A modified double DQN for UAV path planning: dynamic reward shaping and heuristic-guided tie-breaking
摘要
Unmanned aerial vehicle (UAV) path planning in complex 3D environments poses significant challenges for reinforcement learning agents, particularly in efficiently navigating around obstacles while ensuring goal reachability. Traditional deep Q-network (DQN) approach often struggles with slow convergence, suboptimal exploration, overestimation bias, and poor generalization in complex 3D UAV navigation tasks. These limitations are primarily due to sparse-reward signals, redundant action selections, and the inability to effectively resolve action-value ties. Inherent overestimation issue of DQN leads to unstable policies and suboptimal path choices especially when navigating high-dimensional obstacle-cluttered UAV environments.
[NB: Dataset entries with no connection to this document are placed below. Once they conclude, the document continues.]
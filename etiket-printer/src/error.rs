//! Error types for the printer library

use thiserror::Error;

/// Printer error types
#[derive(Debug, Error)]
pub enum PrintError {
    /// Label spec is missing mandatory fields or has a non-positive quantity
    #[error("Invalid label spec: {0}")]
    InvalidSpec(String),

    /// Network connection error
    #[error("Connection failed: {0}")]
    Connection(String),

    /// IO error during printing
    #[error("IO error: {0}")]
    Io(#[from] std::io::Error),

    /// Sink is offline or unreachable
    #[error("Sink offline: {0}")]
    Offline(String),

    /// Timeout waiting for the sink
    #[error("Timeout: {0}")]
    Timeout(String),

    /// Unknown sink id
    #[error("Unknown sink: {0}")]
    UnknownSink(String),

    /// Invalid sink configuration
    #[error("Invalid config: {0}")]
    InvalidConfig(String),
}

/// Result type for printer operations
pub type PrintResult<T> = Result<T, PrintError>;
To address these issues, we propose an improved double DQN (DDQN) framework for UAV path planning that incorporates two key enhancements: dynamic reward shaping and heuristic-guided tie-breaking in case of nearly equal actions. The reward shaping strategy provides a denser learning signal by assigning rewards based on the agent’s Euclidean distance to the target which encourages steady progress towards the goal. Additionally, the heuristic-guided tie-breaking mechanism prioritizes goal-directed actions when multiple actions have nearly equal Q-values. Moreover, the adoption of DDQN over standard DQN solves the issue of overestimation bias. Experimental results in cluttered 3D grid environments show that our method outperforms baseline DQN and DDQN in terms of convergence speed, success rate, and path efficiency. These findings demonstrate the effectiveness of our approach in enabling more reliable and efficient autonomous navigation for UAVs.